Repeat, line for line, the entries below from the first line to the line containing "use crate::application::repos::JobQueryFilter;", counting both ends.

[Saved entries]
□ □ □

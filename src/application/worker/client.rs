//! The worker's view of the lease coordinator.

use std::sync::Arc;

use async_trait::async_trait;
use thiserror::Error;
use uuid::Uuid;

use crate::application::coordinator::{
    CoordinatorError, LeaseCoordinator, LeaseGrant, StatusUpdate,
};
use crate::application::repos::JobQueryFilter;
use crate::domain::entities::JobTicket;
use crate::domain::types::{JobKind, JobStatus};

#[derive(Debug, Error)]
pub enum ClientError {
    #[error("render job not found: {0}")]
    NotFound(String),
    #[error("conflict: {0}")]
    Conflict(String),
    #[error("lease gone: {0}")]
    Gone(String),
    #[error("coordinator rejected request with status {status}: {body}")]
    Rejected { status: u16, body: String },
    #[error("transport error: {0}")]
    Transport(String),
    #[error("failed to decode coordinator response: {0}")]
    Decode(String),
}

impl ClientError {
    /// 404, 409 and 410 all mean this worker no longer owns the job.
    pub fn is_lease_lost(&self) -> bool {
        matches!(
            self,
            ClientError::NotFound(_) | ClientError::Conflict(_) | ClientError::Gone(_)
        )
    }
}

#[async_trait]
pub trait CoordinatorClient: Send + Sync {
    /// Up to `limit` queued jobs, oldest first.
    async fn list_queued(&self, limit: u32) -> Result<Vec<JobTicket>, ClientError>;

    async fn claim(&self, id: Uuid, lease_seconds: u32) -> Result<LeaseGrant, ClientError>;

    async fn heartbeat(&self, id: Uuid, lease_token: Uuid) -> Result<LeaseGrant, ClientError>;

    async fn set_status(&self, id: Uuid, update: StatusUpdate) -> Result<(), ClientError>;
}

/// Calls a [`LeaseCoordinator`] in the same process.
#[derive(Clone)]
pub struct InProcessClient {
    coordinator: Arc<LeaseCoordinator>,
}

impl InProcessClient {
    pub fn new(coordinator: Arc<LeaseCoordinator>) -> Self {
        Self { coordinator }
    }
}

impl From<CoordinatorError> for ClientError {
    fn from(err: CoordinatorError) -> Self {
        let message = err.to_string();
        match err {
            CoordinatorError::NotFound(_) => ClientError::NotFound(message),
            CoordinatorError::Conflict { .. } => ClientError::Conflict(message),
            CoordinatorError::LeaseLost(_) => ClientError::Gone(message),
            CoordinatorError::BadRequest(_) => ClientError::Rejected {
                status: 400,
                body: message,
            },
            CoordinatorError::Store(_) => ClientError::Transport(message),
        }
    }
}

#[async_trait]
impl CoordinatorClient for InProcessClient {
    async fn list_queued(&self, limit: u32) -> Result<Vec<JobTicket>, ClientError> {
        let jobs = self
            .coordinator
            .list(JobQueryFilter {
                status: Some(JobStatus::Queued),
                kind: Some(JobKind::RenderPart),
                limit: Some(limit),
            })
            .await?;
        Ok(jobs.iter().map(JobTicket::from).collect())
    }

    async fn claim(&self, id: Uuid, lease_seconds: u32) -> Result<LeaseGrant, ClientError> {
        Ok(self.coordinator.claim(id, Some(lease_seconds)).await?)
    }

    async fn heartbeat(&self, id: Uuid, lease_token: Uuid) -> Result<LeaseGrant, ClientError> {
        Ok(self.coordinator.heartbeat(id, Some(lease_token)).await?)
    }

    async fn set_status(&self, id: Uuid, update: StatusUpdate) -> Result<(), ClientError> {
        self.coordinator.set_status(id, update).await?;
        Ok(())
    }
}
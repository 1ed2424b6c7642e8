//! HTTP implementation of [`CoordinatorClient`].

use std::time::Duration;

use async_trait::async_trait;
use reqwest::header::{AUTHORIZATION, HeaderValue};
use reqwest::{Client, Method, RequestBuilder, Response, StatusCode, Url};
use serde::de::DeserializeOwned;
use serde_json::json;
use uuid::Uuid;

use crate::application::coordinator::{LeaseGrant, StatusUpdate};
use crate::application::worker::{ClientError, CoordinatorClient};
use crate::domain::entities::JobTicket;

use super::error::InfraError;

#[derive(Clone, Debug)]
pub struct HttpCoordinatorClient {
    client: Client,
    base: Url,
    auth: Option<HeaderValue>,
}

impl HttpCoordinatorClient {
    pub fn new(
        base_url: &str,
        token: Option<&str>,
        timeout: Duration,
    ) -> Result<Self, InfraError> {
        let mut base = Url::parse(base_url).map_err(|err| {
            InfraError::configuration(format!("invalid coordinator url `{base_url}`: {err}"))
        })?;
        if !base.path().ends_with('/') {
            let path = format!("{}/", base.path());
            base.set_path(&path);
        }

        let auth = token
            .filter(|token| !token.is_empty())
            .map(|token| HeaderValue::from_str(&format!("Bearer {token}")))
            .transpose()
            .map_err(|err| InfraError::configuration(format!("invalid api token: {err}")))?;

        let client = Client::builder()
            .user_agent(Self::user_agent())
            .timeout(timeout)
            .build()
            .map_err(|err| InfraError::configuration(format!("http client: {err}")))?;

        Ok(Self { client, base, auth })
    }

    pub fn user_agent() -> &'static str {
        concat!("render-lease/", env!("CARGO_PKG_VERSION"))
    }

    /// `GET /healthz`; any 2xx counts as healthy.
    pub async fn healthz(&self) -> Result<(), ClientError> {
        let response = self.request(Method::GET, "healthz")?.send().await;
        let response = response.map_err(transport)?;
        Self::check(response).await.map(|_| ())
    }

    fn url(&self, path: &str) -> Result<Url, ClientError> {
        self.base
            .join(path)
            .map_err(|err| ClientError::Transport(format!("invalid url `{path}`: {err}")))
    }

    fn request(&self, method: Method, path: &str) -> Result<RequestBuilder, ClientError> {
        Ok(self.authorized(self.client.request(method, self.url(path)?)))
    }

    fn authorized(&self, request: RequestBuilder) -> RequestBuilder {
        match &self.auth {
            Some(auth) => request.header(AUTHORIZATION, auth.clone()),
            None => request,
        }
    }

    async fn send_json<T: DeserializeOwned>(request: RequestBuilder) -> Result<T, ClientError> {
        let response = request.send().await.map_err(transport)?;
        let bytes = Self::check(response).await?;
        serde_json::from_slice(&bytes).map_err(|err| ClientError::Decode(err.to_string()))
    }

    async fn check(response: Response) -> Result<Vec<u8>, ClientError> {
        let status = response.status();
        let bytes = response.bytes().await.map_err(transport)?;
        if status.is_success() {
            return Ok(bytes.to_vec());
        }

        let body = String::from_utf8_lossy(&bytes).into_owned();
        Err(match status {
            StatusCode::NOT_FOUND => ClientError::NotFound(body),
            StatusCode::CONFLICT => ClientError::Conflict(body),
            StatusCode::GONE => ClientError::Gone(body),
            other => ClientError::Rejected {
                status: other.as_u16(),
                body,
            },
        })
    }
}

fn transport(err: reqwest::Error) -> ClientError {
    ClientError::Transport(err.to_string())
}

#[async_trait]
impl CoordinatorClient for HttpCoordinatorClient {
    async fn list_queued(&self, limit: u32) -> Result<Vec<JobTicket>, ClientError> {
        let mut url = self.url("render-jobs")?;
        url.query_pairs_mut()
            .append_pair("status", "queued")
            .append_pair("kind", "render_part")
            .append_pair("limit", &limit.to_string());

        Self::send_json(self.authorized(self.client.get(url))).await
    }

    async fn claim(&self, id: Uuid, lease_seconds: u32) -> Result<LeaseGrant, ClientError> {
        let request = self
            .request(Method::POST, &format!("render-jobs/{id}/claim"))?
            .json(&json!({ "lease_seconds": lease_seconds }));
        Self::send_json(request).await
    }

    async fn heartbeat(&self, id: Uuid, lease_token: Uuid) -> Result<LeaseGrant, ClientError> {
        let request = self
            .request(Method::POST, &format!("render-jobs/{id}/heartbeat"))?
            .json(&json!({ "lease_token": lease_token }));
        Self::send_json(request).await
    }

    async fn set_status(&self, id: Uuid, update: StatusUpdate) -> Result<(), ClientError> {
        let request = self
            .request(Method::POST, &format!("render-jobs/{id}/status"))?
            .json(&update);
        let response = request.send().await.map_err(transport)?;
        Self::check(response).await.map(|_| ())
    }
}
//! In-process job store for development runs and tests.

use std::collections::HashMap;

use async_trait::async_trait;
use time::OffsetDateTime;
use tokio::sync::Mutex;
use uuid::Uuid;

use crate::application::repos::{
    CasOutcome, Expectation, JobPatch, JobQueryFilter, JobStore, NewRenderJob, RepoError,
};
use crate::domain::entities::RenderJob;
use crate::domain::types::JobStatus;

/// Every conditional update runs inside one lock critical section.
#[derive(Default)]
pub struct MemoryJobStore {
    jobs: Mutex<HashMap<Uuid, RenderJob>>,
}

impl MemoryJobStore {
    pub fn new() -> Self {
        Self::default()
    }

    /// Overwrite a stored job, bypassing the conditional-update path.
    ///
    /// Only meant for fixtures that need states a real producer cannot create (an already
    /// expired lease, for instance).
    pub async fn put(&self, job: RenderJob) {
        self.jobs.lock().await.insert(job.id, job);
    }
}

#[async_trait]
impl JobStore for MemoryJobStore {
    async fn insert(&self, job: NewRenderJob) -> Result<RenderJob, RepoError> {
        let mut jobs = self.jobs.lock().await;
        if jobs.contains_key(&job.id) {
            return Err(RepoError::Duplicate {
                constraint: "render_jobs_pkey".to_string(),
            });
        }

        let now = OffsetDateTime::now_utc();
        let record = RenderJob {
            id: job.id,
            kind: job.kind,
            status: JobStatus::Queued,
            lease_expires_at: None,
            lease_token: None,
            lease_seconds: None,
            retries: 0,
            error_class: None,
            error_message: None,
            stderr_snippet: None,
            payload: job.payload,
            result: None,
            created_at: now,
            updated_at: now,
        };
        jobs.insert(record.id, record.clone());
        Ok(record)
    }

    async fn find(&self, id: Uuid) -> Result<Option<RenderJob>, RepoError> {
        Ok(self.jobs.lock().await.get(&id).cloned())
    }

    async fn list(&self, filter: &JobQueryFilter) -> Result<Vec<RenderJob>, RepoError> {
        let jobs = self.jobs.lock().await;
        let mut matching: Vec<RenderJob> = jobs
            .values()
            .filter(|job| filter.status.is_none_or(|status| job.status == status))
            .filter(|job| filter.kind.is_none_or(|kind| job.kind == kind))
            .cloned()
            .collect();
        matching.sort_by(|a, b| a.created_at.cmp(&b.created_at).then(a.id.cmp(&b.id)));
        matching.truncate(filter.effective_limit() as usize);
        Ok(matching)
    }

    async fn compare_and_set(
        &self,
        id: Uuid,
        expect: Expectation,
        patch: JobPatch,
    ) -> Result<CasOutcome, RepoError> {
        let mut jobs = self.jobs.lock().await;
        let Some(job) = jobs.get_mut(&id) else {
            return Ok(CasOutcome::Missing);
        };

        if job.status != expect.status {
            return Ok(CasOutcome::StatusMismatch {
                current: job.status,
            });
        }
        if expect
            .lease_token
            .is_some_and(|token| job.lease_token != Some(token))
        {
            return Ok(CasOutcome::LeaseMismatch);
        }

        let mut candidate = job.clone();
        patch.apply_to(&mut candidate, OffsetDateTime::now_utc());
        candidate
            .check_lease()
            .map_err(|err| RepoError::Integrity {
                message: format!("job `{id}`: {err}"),
            })?;

        *job = candidate.clone();
        Ok(CasOutcome::Applied(candidate))
    }

    async fn expired_leases(
        &self,
        now: OffsetDateTime,
        limit: u32,
    ) -> Result<Vec<RenderJob>, RepoError> {
        let jobs = self.jobs.lock().await;
        let mut expired: Vec<RenderJob> = jobs
            .values()
            .filter(|job| job.status.is_leased())
            .filter(|job| job.lease_expires_at.is_some_and(|at| at <= now))
            .cloned()
            .collect();
        expired.sort_by_key(|job| (job.lease_expires_at, job.id));
        expired.truncate(limit.max(1) as usize);
        Ok(expired)
    }

    async fn health_check(&self) -> Result<(), RepoError> {
        Ok(())
    }
}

□ □ □

**Reply to the task:**
filename src/application/worker/client.rs
//! The worker's view of the lease coordinator.

use std::sync::Arc;

use async_trait::async_trait;
use thiserror::Error;
use uuid::Uuid;

use crate::application::coordinator::{
    CoordinatorError, LeaseCoordinator, LeaseGrant, StatusUpdate,
};
use crate::application::repos::JobQueryFilter;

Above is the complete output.